Just to state my biases up front, I’ve never been a fan of Grey’s Anatomy. Even in the first season, the love triangles made me roll my eyes. But the one thing that series and its spinoff always had going for them, even to a non-fan like me, was their array of bold, messy, intimacy-impaired, tough-girl female characters, the favorite subject of the show’s creator, Shonda Rhimes. (Read a good Q&A with her here.)
And while I’ve watched a few episodes of the spinoff Private Practice, I wasn’t up to date on Charlotte (KaDee Strickland), the smart-mouthed Southerner engaged to the adorable Coop. The opening sequence made me nervous — the classical music, the wavering camera following a beaten Charlotte from behind, her bloody hands wiping against a glass door. But then, in quick, bold strokes, the story became clear: Charlotte had been raped by a stranger, a mental patient. She insisted it was only a mugging. She refused a rape kit. She told only one other doctor, Addison, the series’s main character, but then insisted Addison tell no one else, including Charlotte’s fiancé.
Very much in the tradition of Grey’s Anatomy, it was all over-the-top: a vicious beating, a psychotic stranger, and a woman so tough she took 50 stitches without medication. And yet, in those scenes of Charlotte being treated, there was real power, even nuance, amid the heightened dialogue. When Charlotte’s fiancé showed up, drunk and confused (he’d been out at a party), Charlotte ended up comforting him. She got those stitches because she was a recovering addict. And there was plenty of peripheral drama, particularly among the women, who shot one another glances, suspecting what might have really happened. There was the question of whether she’d been wearing underpants. There was the terrible pelvic exam.
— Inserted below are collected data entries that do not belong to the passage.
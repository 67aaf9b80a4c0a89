//! Rows of the resource repository.
//!
//! None of these rows carries raw key material. Anything encrypted is
//! paired with a [`KeyReference`] that only the guard can resolve.
//!
//! Ids are assigned by the repository on insert; the `id` of a record
//! passed to an insert method is ignored.

use keyward_core::{
    FileId, FilePermissionId, KeyReference, NotificationId, NotificationStatus, PermissionId,
    SealedProfile, UserId,
};
use serde::{Deserialize, Serialize};

/// A registered user.
#[derive(Debug, Clone, PartialEq, Eq, Serialize, Deserialize)]
pub struct UserRecord {
    pub id: UserId,
    pub username: String,
    /// Opaque credential supplied by the caller.
    pub password_hash: String,
    /// PKCS#1 PEM.
    pub public_key_pem: String,
    /// PKCS#1 PEM encrypted under the user key.
    pub sealed_private_key: Vec<u8>,
    pub profile: SealedProfile,
    /// Reference to the user key in the `user_keys` table.
    pub key_reference: KeyReference,
}

/// An uploaded file.
#[derive(Debug, Clone, PartialEq, Eq, Serialize, Deserialize)]
pub struct FileRecord {
    pub id: FileId,
    pub owner_id: UserId,
    pub filename: String,
    pub file_type: String,
    /// Blob path of the ciphertext.
    pub storage_path: String,
    /// Reference to the file key in the `keys` table.
    pub key_reference: KeyReference,
    pub is_signed: bool,
}

/// The one permission row for a (source, target) pair.
///
/// `source` is the requester, `target` the owner who accepted.
#[derive(Debug, Clone, PartialEq, Eq, Serialize, Deserialize)]
pub struct PermissionRecord {
    pub id: PermissionId,
    pub source_user_id: UserId,
    pub target_user_id: UserId,
    /// Share key encrypted under a `permission_keys` key.
    pub wrapped_key: Vec<u8>,
    pub key_reference: KeyReference,
}

/// A permission request. `file_id` is `None` for profile requests.
#[derive(Debug, Clone, PartialEq, Eq, Serialize, Deserialize)]
pub struct Notification {
    pub id: NotificationId,
    pub source_user_id: UserId,
    pub target_user_id: UserId,
    pub file_id: Option<FileId>,
    pub status: NotificationStatus,
}

/// Links a permission to the re-encrypted copy of one file.
#[derive(Debug, Clone, PartialEq, Eq, Serialize, Deserialize)]
pub struct FilePermissionRecord {
    pub id: FilePermissionId,
    pub filepath: String,
    pub permission_id: PermissionId,
    pub file_id: FileId,
}

/// Which side of a notification a user is on.
#[derive(Debug, Clone, Copy, PartialEq, Eq, Hash)]
pub enum Direction {
    /// Requests the user sent.
    Outgoing,
    /// Requests addressed to the user.
    Incoming,
}

/// The permission a grant is committed under.
#[derive(Debug, Clone, PartialEq, Eq)]
pub enum GrantPermission {
    /// Reuse the pair's existing row.
    Existing(PermissionId),
    /// Insert a freshly minted row. Its `id` is ignored.
    New(PermissionRecord),
}

/// The shared copy produced by a file grant.
#[derive(Debug, Clone, PartialEq, Eq)]
pub struct FileGrant {
    pub file_id: FileId,
    pub filepath: String,
}

/// Repository-visible effects of an accepted request, applied atomically.
#[derive(Debug, Clone, PartialEq, Eq)]
pub struct GrantCommit {
    pub notification_id: NotificationId,
    pub permission: GrantPermission,
    pub file_grant: Option<FileGrant>,
}

/// What [`GrantCommit`] produced.
#[derive(Debug, Clone, PartialEq, Eq)]
pub struct GrantOutcome {
    pub permission: PermissionRecord,
    pub file_permission: Option<FilePermissionRecord>,
}
//! Error types for the Vault.
//!
//! Lower-level errors are folded into one taxonomy so callers can decide
//! what to do without knowing which layer failed.

use std::fmt;

use keyward_core::{FileId, GuardError};
use keyward_perms::PermsError;
use keyward_store::StoreError;
use thiserror::Error;

/// Errors that can occur during Vault operations.
#[derive(Debug, Error)]
pub enum VaultError {
    /// Authentication tag or checksum failure on decrypt.
    #[error("integrity check failed")]
    Integrity,

    /// Malformed PEM, key reference or key encoding.
    #[error("key format error: {0}")]
    KeyFormat(String),

    #[error("not found: {0}")]
    NotFound(String),

    /// Wrong actor for the operation.
    #[error("unauthorized: {0}")]
    Unauthorized(String),

    /// Duplicate request, already-resolved notification, already-signed file.
    #[error("state conflict: {0}")]
    StateConflict(String),

    #[error("signature invalid: {0}")]
    SignatureInvalid(String),

    /// A collaborator (repository, key store, blob store, mailer) failed.
    #[error("collaborator failure: {0}")]
    Io(#[source] anyhow::Error),

    /// An accepted grant failed after some of its effects became durable.
    ///
    /// `permission_persisted` tells whether the pair's permission row (and
    /// with it the share key) exists, so a retry will reuse rather than
    /// re-mint the key.
    #[error("grant incomplete at {stage} (permission persisted: {permission_persisted}): {source}")]
    Incomplete {
        stage: IncompleteStage,
        permission_persisted: bool,
        source: Box<VaultError>,
    },

    /// The signature trailer reached the blob but the file is not marked
    /// signed. Calling `sign_file` again records it without re-signing.
    #[error("signature on file {file} written but not recorded: {source}")]
    SignatureUnrecorded {
        file: FileId,
        source: Box<VaultError>,
    },

    #[error("configuration error: {0}")]
    Config(String),

    #[error("invalid input: {0}")]
    InvalidInput(String),
}

/// Where a multi-step response stopped.
#[derive(Debug, Clone, Copy, PartialEq, Eq)]
pub enum IncompleteStage {
    /// Writing the re-encrypted copy to the blob store.
    SharedCopy,
    /// Committing status, permission and file grant rows.
    Commit,
    /// Sending the outcome to the requester.
    Delivery,
}

impl fmt::Display for IncompleteStage {
    fn fmt(&self, f: &mut fmt::Formatter<'_>) -> fmt::Result {
        let name = match self {
            IncompleteStage::SharedCopy => "shared copy",
            IncompleteStage::Commit => "commit",
            IncompleteStage::Delivery => "delivery",
        };
        f.write_str(name)
    }
}

impl VaultError {
    pub(crate) fn incomplete(
        stage: IncompleteStage,
        permission_persisted: bool,
        source: impl Into<VaultError>,
    ) -> Self {
        VaultError::Incomplete {
            stage,
            permission_persisted,
            source: Box::new(source.into()),
        }
    }
}

impl From<GuardError> for VaultError {
    fn from(e: GuardError) -> Self {
        match e {
            GuardError::Integrity => VaultError::Integrity,
            GuardError::MalformedCiphertext(_) => VaultError::Integrity,
            GuardError::KeyFormat(msg) => VaultError::KeyFormat(msg),
            e @ GuardError::InvalidKeyLength { .. } => VaultError::KeyFormat(e.to_string()),
            e @ (GuardError::UnsupportedMode(_) | GuardError::UnknownMode(_)) => {
                VaultError::Config(e.to_string())
            }
            GuardError::Rsa(msg) => VaultError::KeyFormat(msg),
            GuardError::SignatureInvalid(msg) => VaultError::SignatureInvalid(msg),
            GuardError::Serialization(msg) => VaultError::InvalidInput(msg),
        }
    }
}

impl From<StoreError> for VaultError {
    fn from(e: StoreError) -> Self {
        match e {
            StoreError::NotFound(what) => VaultError::NotFound(what),
            StoreError::Conflict(what) => VaultError::StateConflict(what),
            StoreError::AlreadyExists(what) => {
                VaultError::StateConflict(format!("already exists: {}", what))
            }
            StoreError::InvalidData(msg) => VaultError::InvalidInput(msg),
            StoreError::Guard(e) => e.into(),
            other => VaultError::Io(other.into()),
        }
    }
}

impl From<PermsError> for VaultError {
    fn from(e: PermsError) -> Self {
        match e {
            e @ PermsError::InvalidTransition { .. } => VaultError::StateConflict(e.to_string()),
            PermsError::InvalidShareKey(msg) => VaultError::KeyFormat(msg),
            PermsError::Guard(e) => e.into(),
        }
    }
}

/// Result type for Vault operations.
pub type Result<T> = std::result::Result<T, VaultError>;

#[cfg(test)]
mod tests {
    use super::*;
    use keyward_core::NotificationStatus;
    use keyward_perms::Action;

    #[test]
    fn test_guard_mapping() {
        assert!(matches!(VaultError::from(GuardError::Integrity), VaultError::Integrity));
        assert!(matches!(
            VaultError::from(GuardError::SignatureInvalid("x".into())),
            VaultError::SignatureInvalid(_)
        ));
        assert!(matches!(
            VaultError::from(GuardError::KeyFormat("pem".into())),
            VaultError::KeyFormat(_)
        ));
    }

    #[test]
    fn test_store_mapping() {
        assert!(matches!(
            VaultError::from(StoreError::NotFound("file 1".into())),
            VaultError::NotFound(_)
        ));
        assert!(matches!(
            VaultError::from(StoreError::Conflict("pair".into())),
            VaultError::StateConflict(_)
        ));
        assert!(matches!(
            VaultError::from(StoreError::Guard(GuardError::Integrity)),
            VaultError::Integrity
        ));
        let io = std::io::Error::new(std::io::ErrorKind::Other, "disk gone");
        assert!(matches!(VaultError::from(StoreError::Io(io)), VaultError::Io(_)));
    }

    #[test]
    fn test_perms_mapping() {
        let err = VaultError::from(PermsError::InvalidTransition {
            from: NotificationStatus::Pending,
            action: Action::Request,
        });
        assert!(matches!(err, VaultError::StateConflict(ref m) if m == "cannot request a pending request"));
    }

    #[test]
    fn test_incomplete_display() {
        let err = VaultError::incomplete(
            IncompleteStage::Delivery,
            true,
            VaultError::Io(anyhow::anyhow!("smtp down")),
        );
        assert_eq!(
            err.to_string(),
            "grant incomplete at delivery (permission persisted: true): collaborator failure: smtp down"
        );
    }
}
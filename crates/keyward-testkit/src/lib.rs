//! # Keyward Testkit
//!
//! Testing utilities for Keyward.
//!
//! ## Overview
//!
//! - **Golden vectors**: fixed ciphertexts for the deterministic cipher modes
//! - **Generators**: proptest strategies for property-based testing
//! - **Fixtures**: an in-memory vault with a mailer that records what it sends
//!
//! ## Golden Vectors
//!
//! ```rust
//! use keyward_testkit::vectors::{all_vectors, encrypt_vector};
//!
//! for vector in all_vectors() {
//!     assert_eq!(hex::encode(encrypt_vector(&vector)), vector.expected_hex);
//! }
//! ```
//!
//! ## Test Fixtures
//!
//! ```rust,no_run
//! use keyward_testkit::fixtures::TestVault;
//!
//! async fn example() {
//!     let t = TestVault::new();
//!     let alice = t.register("alice").await;
//!     let file = t.upload_file(alice.id, "a.txt", "text", b"hi").await.unwrap();
//!     assert_eq!(t.get_file(alice.id, file.id).await.unwrap().content, b"hi");
//! }
//! ```

pub mod fixtures;
pub mod generators;
pub mod vectors;

pub use fixtures::{MemoryVault, RecordingMailer, SentMail, TestVault, TEST_RSA_BITS};
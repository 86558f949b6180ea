use std::sync::Arc;

use async_trait::async_trait;
use dioxus::prelude::*;

use quiz_core::model::{Evaluation, Question, QuestionCount, QuestionId, Score};
use quiz_core::time::fixed_clock;
use services::{AnswerEntry, ApiError, QuizApi, QuizFlowService, UploadService};

use crate::context::{UiApp, build_app_context};
use crate::controller::QuizController;

/// Scripted backend for render tests: every call succeeds with fixed data.
pub struct FakeQuizApi;

#[async_trait]
impl QuizApi for FakeQuizApi {
    async fn upload_file(&self, _file_name: &str, _bytes: Vec<u8>) -> Result<(), ApiError> {
        Ok(())
    }

    async fn generate_questions(&self, count: QuestionCount) -> Result<Vec<Question>, ApiError> {
        Ok((1..=u64::from(count.value()))
            .map(|id| Question::new(QuestionId::new(id), format!("Question {id}?"), "General"))
            .collect())
    }

    async fn submit_answers(&self, answers: &[AnswerEntry]) -> Result<Evaluation, ApiError> {
        Ok(Evaluation {
            strengths: vec!["recall".into()],
            weaknesses: vec!["dates".into()],
            scores: answers
                .iter()
                .map(|entry| Score::new(entry.id, 4.0))
                .collect(),
        })
    }

    async fn regenerate_questions(
        &self,
        count: QuestionCount,
        _weaknesses: &[String],
    ) -> Result<Vec<Question>, ApiError> {
        self.generate_questions(count).await
    }
}

struct TestApp {
    quiz_flow: Arc<QuizFlowService>,
    uploads: Arc<UploadService>,
}

impl TestApp {
    fn new() -> Self {
        let api: Arc<dyn QuizApi> = Arc::new(FakeQuizApi);
        Self {
            quiz_flow: Arc::new(QuizFlowService::new(fixed_clock(), Arc::clone(&api))),
            uploads: Arc::new(UploadService::new(api)),
        }
    }
}

impl UiApp for TestApp {
    fn quiz_flow(&self) -> Arc<QuizFlowService> {
        Arc::clone(&self.quiz_flow)
    }

    fn uploads(&self) -> Arc<UploadService> {
        Arc::clone(&self.uploads)
    }
}

#[component]
fn ControllerHarness() -> Element {
    let app: Arc<dyn UiApp> = Arc::new(TestApp::new());
    use_context_provider(|| build_app_context(&app));
    rsx! {
        QuizController {}
    }
}

/// Render the controller tree to a string for content assertions.
pub fn render_controller() -> String {
    let mut dom = VirtualDom::new(ControllerHarness);
    dom.rebuild_in_place();
    dioxus_ssr::render(&dom)
}

/// Render any harness component to a string.
pub fn render_component(app: fn() -> Element) -> String {
    let mut dom = VirtualDom::new(app);
    dom.rebuild_in_place();
    dioxus_ssr::render(&dom)
}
In the episode’s climactic sequence, Charlotte confronts Addison, who wants her to file charges. In what was clearly Rhimes’s mission statement, Charlotte contrasted her rape with rapes in “made-for-TV movies.” In these gauzy victim narratives, she says mockingly, the woman rocks in the shower crying, and when the rape happens, her eyes go blank so she can go somewhere else. “It’s nothing like that,” she says bitterly. “It’s dirty and sweaty and he licks your face and he wipes himself off in your hair and when you try to scream he punches you so hard you see God.”
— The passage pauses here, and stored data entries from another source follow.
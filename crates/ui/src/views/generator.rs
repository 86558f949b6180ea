use dioxus::prelude::*;

/// Question-count slider and the generate action for the uploaded document.
#[component]
pub fn GeneratorPanel(
    count: u8,
    busy: bool,
    error: Option<String>,
    on_count: EventHandler<u8>,
    on_generate: EventHandler<()>,
) -> Element {
    rsx! {
        section { class: "card generator-panel",
            h2 { class: "panel-title", "Generate Quiz Questions" }

            div { class: "generator-slider",
                div { class: "generator-slider-labels",
                    span { "Number of questions to generate:" }
                    span { class: "generator-count", "{count}" }
                }
                input {
                    r#type: "range",
                    min: "1",
                    max: "20",
                    step: "1",
                    value: "{count}",
                    disabled: busy,
                    oninput: move |evt| {
                        if let Ok(value) = evt.value().parse::<u8>() {
                            on_count.call(value);
                        }
                    },
                }
            }

            button {
                class: "btn btn-primary btn-wide",
                r#type: "button",
                disabled: busy,
                onclick: move |_| on_generate.call(()),
                "Generate Questions"
            }

            if busy {
                p { class: "generator-wait", "Generating your questions... Please wait." }
            }

            if let Some(message) = error.as_ref() {
                div { class: "banner banner-error", "{message}" }
            }
        }
    }
}
use serde::{Deserialize, Serialize};

use crate::model::ids::QuestionId;

/// Per-question grade from the grading service, in `[0, 5]`.
///
/// Scores are never computed locally; a question the service left ungraded
/// simply has no entry.
#[derive(Debug, Clone, Copy, PartialEq, Serialize, Deserialize)]
pub struct Score {
    pub id: QuestionId,
    pub score: f64,
}

impl Score {
    #[must_use]
    pub fn new(id: QuestionId, score: f64) -> Self {
        Self { id, score }
    }
}

/// Grading outcome for one submitted quiz.
#[derive(Debug, Clone, Default, PartialEq, Serialize, Deserialize)]
pub struct Evaluation {
    pub strengths: Vec<String>,
    pub weaknesses: Vec<String>,
    pub scores: Vec<Score>,
}
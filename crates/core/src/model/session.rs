use chrono::{DateTime, Utc};
use std::fmt;
use thiserror::Error;

use crate::model::{AnswerSheet, AnswerSheetError, Evaluation, Question, QuestionId};

#[derive(Debug, Error, Clone, PartialEq, Eq)]
#[non_exhaustive]
pub enum SessionError {
    #[error("a document must be uploaded before generating questions")]
    UploadRequired,

    #[error("a session is already underway; start over first")]
    AlreadyStarted,

    #[error("the generated quiz contained no questions")]
    EmptyQuiz,

    #[error("no quiz is accepting answers right now")]
    NoActiveQuiz,

    #[error("{missing} answer(s) are still empty")]
    IncompleteAnswers { missing: usize },

    #[error("no submission is in flight")]
    NotSubmitting,

    #[error("no results are available yet")]
    NoResults,

    #[error(transparent)]
    Answer(#[from] AnswerSheetError),
}

/// Where a session currently sits in the upload → results flow.
#[derive(Debug, Clone, Copy, PartialEq, Eq)]
pub enum SessionPhase {
    Idle,
    Uploaded,
    QuestionsReady,
    Submitting,
    ResultsReady,
}

//
// ─── SESSION ───────────────────────────────────────────────────────────────────
//

/// The whole client-side quiz workflow as one value.
///
/// Holds exactly one active question set, one answer sheet, and (once
/// graded) one evaluation. Every transition is guarded by the current
/// phase; a refused transition leaves the session untouched. Failures
/// return the session to its most recent stable phase with answers intact,
/// and `reset` replaces the original app's reload-the-page escape hatch.
///
/// `started_at` should come from the services layer clock to keep time
/// deterministic.
#[derive(Clone, PartialEq)]
pub struct QuizSession {
    phase: SessionPhase,
    file_name: Option<String>,
    questions: Vec<Question>,
    answers: AnswerSheet,
    evaluation: Option<Evaluation>,
    started_at: DateTime<Utc>,
}

impl QuizSession {
    /// Create an idle session with nothing uploaded yet.
    #[must_use]
    pub fn new(started_at: DateTime<Utc>) -> Self {
        Self {
            phase: SessionPhase::Idle,
            file_name: None,
            questions: Vec::new(),
            answers: AnswerSheet::default(),
            evaluation: None,
            started_at,
        }
    }

    #[must_use]
    pub fn phase(&self) -> SessionPhase {
        self.phase
    }

    #[must_use]
    pub fn file_name(&self) -> Option<&str> {
        self.file_name.as_deref()
    }

    #[must_use]
    pub fn questions(&self) -> &[Question] {
        &self.questions
    }

    #[must_use]
    pub fn answers(&self) -> &AnswerSheet {
        &self.answers
    }

    /// The grading outcome, present only in `ResultsReady`.
    #[must_use]
    pub fn evaluation(&self) -> Option<&Evaluation> {
        self.evaluation.as_ref()
    }

    #[must_use]
    pub fn started_at(&self) -> DateTime<Utc> {
        self.started_at
    }

    /// Record that the document upload finished, unlocking generation.
    ///
    /// # Errors
    ///
    /// Returns `SessionError::AlreadyStarted` outside `Idle`.
    pub fn upload_complete(&mut self, file_name: impl Into<String>) -> Result<(), SessionError> {
        if self.phase != SessionPhase::Idle {
            return Err(SessionError::AlreadyStarted);
        }
        self.file_name = Some(file_name.into());
        self.phase = SessionPhase::Uploaded;
        Ok(())
    }

    /// Install a freshly generated (or regenerated) question set.
    ///
    /// The question list is replaced wholesale, the answer sheet is rebuilt
    /// with empty strings for exactly the new ids, and any prior evaluation
    /// is discarded.
    ///
    /// # Errors
    ///
    /// Returns `SessionError::EmptyQuiz` for an empty list (session
    /// unchanged) and `SessionError::UploadRequired` when called before an
    /// upload or mid-submission.
    pub fn install_questions(&mut self, questions: Vec<Question>) -> Result<(), SessionError> {
        match self.phase {
            SessionPhase::Uploaded | SessionPhase::ResultsReady => {}
            _ => return Err(SessionError::UploadRequired),
        }
        if questions.is_empty() {
            return Err(SessionError::EmptyQuiz);
        }

        self.answers = AnswerSheet::for_questions(&questions);
        self.questions = questions;
        self.evaluation = None;
        self.phase = SessionPhase::QuestionsReady;
        Ok(())
    }

    /// Record the user's answer to one active question.
    ///
    /// # Errors
    ///
    /// Returns `SessionError::NoActiveQuiz` outside `QuestionsReady` and
    /// propagates unknown-id errors from the sheet.
    pub fn set_answer(
        &mut self,
        id: QuestionId,
        text: impl Into<String>,
    ) -> Result<(), SessionError> {
        if self.phase != SessionPhase::QuestionsReady {
            return Err(SessionError::NoActiveQuiz);
        }
        self.answers.set_answer(id, text)?;
        Ok(())
    }

    /// Move into `Submitting`, gated on every answer being non-empty.
    ///
    /// The completeness check is client-side only and may be stricter or
    /// looser than whatever the grading service enforces.
    ///
    /// # Errors
    ///
    /// Returns `SessionError::IncompleteAnswers` (state unchanged) while any
    /// answer is empty, or `SessionError::NoActiveQuiz` outside
    /// `QuestionsReady`.
    pub fn begin_submit(&mut self) -> Result<(), SessionError> {
        if self.phase != SessionPhase::QuestionsReady {
            return Err(SessionError::NoActiveQuiz);
        }
        let missing = self.answers.missing_count();
        if missing > 0 {
            return Err(SessionError::IncompleteAnswers { missing });
        }
        self.phase = SessionPhase::Submitting;
        Ok(())
    }

    /// Accept the grading outcome and move to `ResultsReady`.
    ///
    /// # Errors
    ///
    /// Returns `SessionError::NotSubmitting` outside `Submitting`.
    pub fn complete_submit(&mut self, evaluation: Evaluation) -> Result<(), SessionError> {
        if self.phase != SessionPhase::Submitting {
            return Err(SessionError::NotSubmitting);
        }
        self.evaluation = Some(evaluation);
        self.phase = SessionPhase::ResultsReady;
        Ok(())
    }

    /// Return to `QuestionsReady` after a failed submission.
    ///
    /// Answers already entered are preserved for a retry.
    ///
    /// # Errors
    ///
    /// Returns `SessionError::NotSubmitting` outside `Submitting`.
    pub fn fail_submit(&mut self) -> Result<(), SessionError> {
        if self.phase != SessionPhase::Submitting {
            return Err(SessionError::NotSubmitting);
        }
        self.phase = SessionPhase::QuestionsReady;
        Ok(())
    }

    /// Discard everything and return to `Idle`.
    ///
    /// This is the explicit start-over action standing in for the original
    /// client's full page reload.
    pub fn reset(&mut self, now: DateTime<Utc>) {
        *self = Self::new(now);
    }
}

impl fmt::Debug for QuizSession {
    fn fmt(&self, f: &mut fmt::Formatter<'_>) -> fmt::Result {
        f.debug_struct("QuizSession")
            .field("phase", &self.phase)
            .field("file_name", &self.file_name)
            .field("questions_len", &self.questions.len())
            .field("answered", &(self.answers.len() - self.answers.missing_count()))
            .field("has_evaluation", &self.evaluation.is_some())
            .field("started_at", &self.started_at)
            .finish_non_exhaustive()
    }
}

//
// ─── TESTS ─────────────────────────────────────────────────────────────────────
//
Of course, this was a TV show — it was working its own clichés. Still, you could tell that this raw description had come from somewhere, that it was an attempt at making this story truly explicit, and not merely in a prurient way. And of course, the context was meaningful, because for all the publicity this plot has generated, network television overflows with raped women. They’re the central subject of CSI and Law & Order, although on those shows (with some exceptions, like Law & Order: SVU), the victims mostly have cameos, often as half-naked corpses.
Was Charlotte’s speech melodramatic? Definitely. It also had a chiding quality, suggesting that this drama was the only authentic one, which it’s not, especially compared with cable television. The Sopranos, Mad Men, Dexter, and Sons of Anarchy have all featured unsettling rape plots in recent years, each one featuring central characters who reacted with fury and denial. (And in fact, the notion of the “tough woman who tries to power through her trauma” is by now as fetishized as any notion of fragility.) But there are reasons some viewers prefer melodrama to cinematic high-art storytelling. Melodrama, with its broad strokes, can be a particularly effective way to dramatize an experience so heightened and so horrible. These experiences are melodramatic.
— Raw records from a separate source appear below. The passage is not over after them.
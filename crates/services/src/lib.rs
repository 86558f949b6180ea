#![forbid(unsafe_code)]

pub mod api;
pub mod error;
pub mod upload;
pub mod workflow;

pub use quiz_core::Clock;

pub use api::{AnswerEntry, HttpQuizApi, QuizApi, QuizApiConfig};
pub use error::{ApiError, QuizFlowError, UploadError};
pub use upload::{MAX_PDF_BYTES, PdfSelection, UploadService, progress_channel};
pub use workflow::QuizFlowService;
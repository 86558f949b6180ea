use dioxus::prelude::*;

use crate::vm::ResultsVm;

/// Circular score gauge; the geometry is derived from the percentage alone.
#[component]
fn ScoreRing(percentage: f64, radius: f64, stroke: f64, label: String, sublabel: String) -> Element {
    let center = radius + stroke + 4.0;
    let size = center * 2.0;
    let circumference = 2.0 * std::f64::consts::PI * radius;
    let offset = circumference * (1.0 - percentage.clamp(0.0, 100.0) / 100.0);

    rsx! {
        div { class: "score-ring",
            svg {
                width: "{size}",
                height: "{size}",
                view_box: "0 0 {size} {size}",
                circle {
                    cx: "{center}",
                    cy: "{center}",
                    r: "{radius}",
                    fill: "transparent",
                    class: "score-ring-track",
                    stroke_width: "{stroke}",
                }
                circle {
                    cx: "{center}",
                    cy: "{center}",
                    r: "{radius}",
                    fill: "transparent",
                    class: "score-ring-value",
                    stroke_width: "{stroke}",
                    stroke_dasharray: "{circumference}",
                    stroke_dashoffset: "{offset}",
                    stroke_linecap: "round",
                    transform: "rotate(-90 {center} {center})",
                }
            }
            div { class: "score-ring-overlay",
                span { class: "score-ring-label", "{label}" }
                span { class: "score-ring-sublabel", "{sublabel}" }
            }
        }
    }
}

/// Graded results: overall gauge, strengths and weaknesses, the per-category
/// chart, a per-question review, and the tailored-regeneration panel.
///
/// Everything shown here is precomputed in `ResultsVm`; the markup only
/// sizes bars and rings from the numbers it is given.
#[component]
pub fn ResultsPage(
    vm: ResultsVm,
    regen_count: u8,
    busy: bool,
    error: Option<String>,
    on_regen_count: EventHandler<u8>,
    on_regenerate: EventHandler<()>,
    on_start_over: EventHandler<()>,
) -> Element {
    let mut remake_quiz = use_signal(|| None::<bool>);

    rsx! {
        div { class: "page results-page",
            header { class: "page-header",
                button {
                    class: "btn btn-ghost",
                    r#type: "button",
                    onclick: move |_| on_start_over.call(()),
                    "← Start over"
                }
            }

            h1 { class: "page-title", "Your Quiz Results" }

            div { class: "overall-score",
                h2 { class: "section-title", "Your Full Score" }
                ScoreRing {
                    percentage: vm.overall_percentage,
                    radius: 70.0,
                    stroke: 12.0,
                    label: vm.total_label.clone(),
                    sublabel: vm.max_label.clone(),
                }
                p { class: "overall-percent", "{vm.overall_label}" }
            }

            div { class: "feedback-grid",
                section { class: "card feedback-card",
                    h3 { class: "feedback-title feedback-title--strengths", "Strengths" }
                    ul {
                        for (index, strength) in vm.strengths.iter().enumerate() {
                            li { key: "{index}", "{strength}" }
                        }
                    }
                }
                section { class: "card feedback-card",
                    h3 { class: "feedback-title feedback-title--weaknesses", "Areas to Improve" }
                    ul {
                        for (index, weakness) in vm.weaknesses.iter().enumerate() {
                            li { key: "{index}", "{weakness}" }
                        }
                    }
                }
            }

            section { class: "card category-chart",
                h3 { class: "section-title", "Performance by Category" }
                div { class: "category-bars",
                    for bar in vm.categories.iter() {
                        div { key: "{bar.name}", class: "category-bar-row",
                            span { class: "category-bar-name", "{bar.name}" }
                            div { class: "category-bar-track",
                                div {
                                    class: "category-bar-fill",
                                    style: "width: {bar.percentage}%",
                                }
                            }
                            span { class: "category-bar-value", "{bar.percent_label}" }
                        }
                    }
                }
            }

            h2 { class: "section-title", "Question Review" }
            div { class: "review-list",
                for review in vm.reviews.iter() {
                    div { key: "{review.number}", class: "card review-card",
                        div { class: "review-main",
                            h3 { class: "review-question", "{review.text}" }
                            span { class: "review-category", "{review.category}" }
                            div { class: "review-answer",
                                div { class: "review-answer-label", "Your Answer:" }
                                div { class: "review-answer-text", "{review.answer}" }
                            }
                        }
                        div { class: "review-score",
                            ScoreRing {
                                percentage: review.percentage,
                                radius: 25.0,
                                stroke: 6.0,
                                label: review.score_label.clone(),
                                sublabel: String::new(),
                            }
                        }
                    }
                }
            }

            section { class: "card remake-panel",
                h3 { class: "section-title",
                    "Want to remake a quiz that focuses on your weaknesses?"
                }
                div { class: "remake-choice",
                    button {
                        class: if remake_quiz() == Some(true) { "btn btn-primary" } else { "btn btn-outline" },
                        r#type: "button",
                        onclick: move |_| remake_quiz.set(Some(true)),
                        "Yes"
                    }
                    button {
                        class: if remake_quiz() == Some(false) { "btn btn-primary" } else { "btn btn-outline" },
                        r#type: "button",
                        onclick: move |_| remake_quiz.set(Some(false)),
                        "No"
                    }
                }

                if remake_quiz() == Some(true) {
                    div { class: "generator-slider",
                        div { class: "generator-slider-labels",
                            span { "Number of questions to generate:" }
                            span { class: "generator-count", "{regen_count}" }
                        }
                        input {
                            r#type: "range",
                            min: "1",
                            max: "20",
                            step: "1",
                            value: "{regen_count}",
                            disabled: busy,
                            oninput: move |evt| {
                                if let Ok(value) = evt.value().parse::<u8>() {
                                    on_regen_count.call(value);
                                }
                            },
                        }
                    }
                    button {
                        class: "btn btn-primary btn-wide",
                        r#type: "button",
                        disabled: busy,
                        onclick: move |_| on_regenerate.call(()),
                        if busy { "Building your new quiz..." } else { "Regenerate New Quiz" }
                    }
                }

                if remake_quiz() == Some(false) {
                    div { class: "remake-decline",
                        button {
                            class: "btn btn-primary",
                            r#type: "button",
                            onclick: move |_| on_start_over.call(()),
                            "Go Back to Home"
                        }
                    }
                }

                if let Some(message) = error.as_ref() {
                    div { class: "banner banner-error", "{message}" }
                }
            }
        }
    }
}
The part that didn’t work as well was the police interrogation. It didn’t help that Charlotte’s rapist was played by Nicholas Brendon, a.k.a. Xander from Buffy (what’s with all the sweet nerds from my favorite teen shows showing up as rapists? It wasn’t that long ago that sweet Brian Krakow date-raped Felicity’s best friend). It also didn’t help that by the time he broke down under interrogation — spilling misogynist excuses like “she was asking for it” — it was clear the guy was likely schizophrenic, and in some sense, not responsible for his actions. Worse, you could feel the season’s machinery turning: The rapist would be set free, Charlotte wouldn’t file charges, he might threaten another woman in the hospital, she might decide to take him to trial during sweeps.
The other part that made me so uncomfortable I was practically twitching was the final scene, in which Charlotte — fragile, furious, exposed — walked down the hall of the hospital. As that same classical music played, the sequence cut back and forth into visuals of the rape itself, a scenario that operated, as such sequences inevitably do, as the episode’s climax. Some of the shots were extreme close-ups, others happened at a distance, and you could feel the TV creators struggling, and not entirely succeeding, to find a visual vocabulary to break through the clichés they were using. But there may simply be no way to solve this dilemma: No matter how well-motivated, a rape scene is a sex scene, and TV shows are fantasies. This one wasn’t sexy, but there was part of me that didn’t want them to show it at all.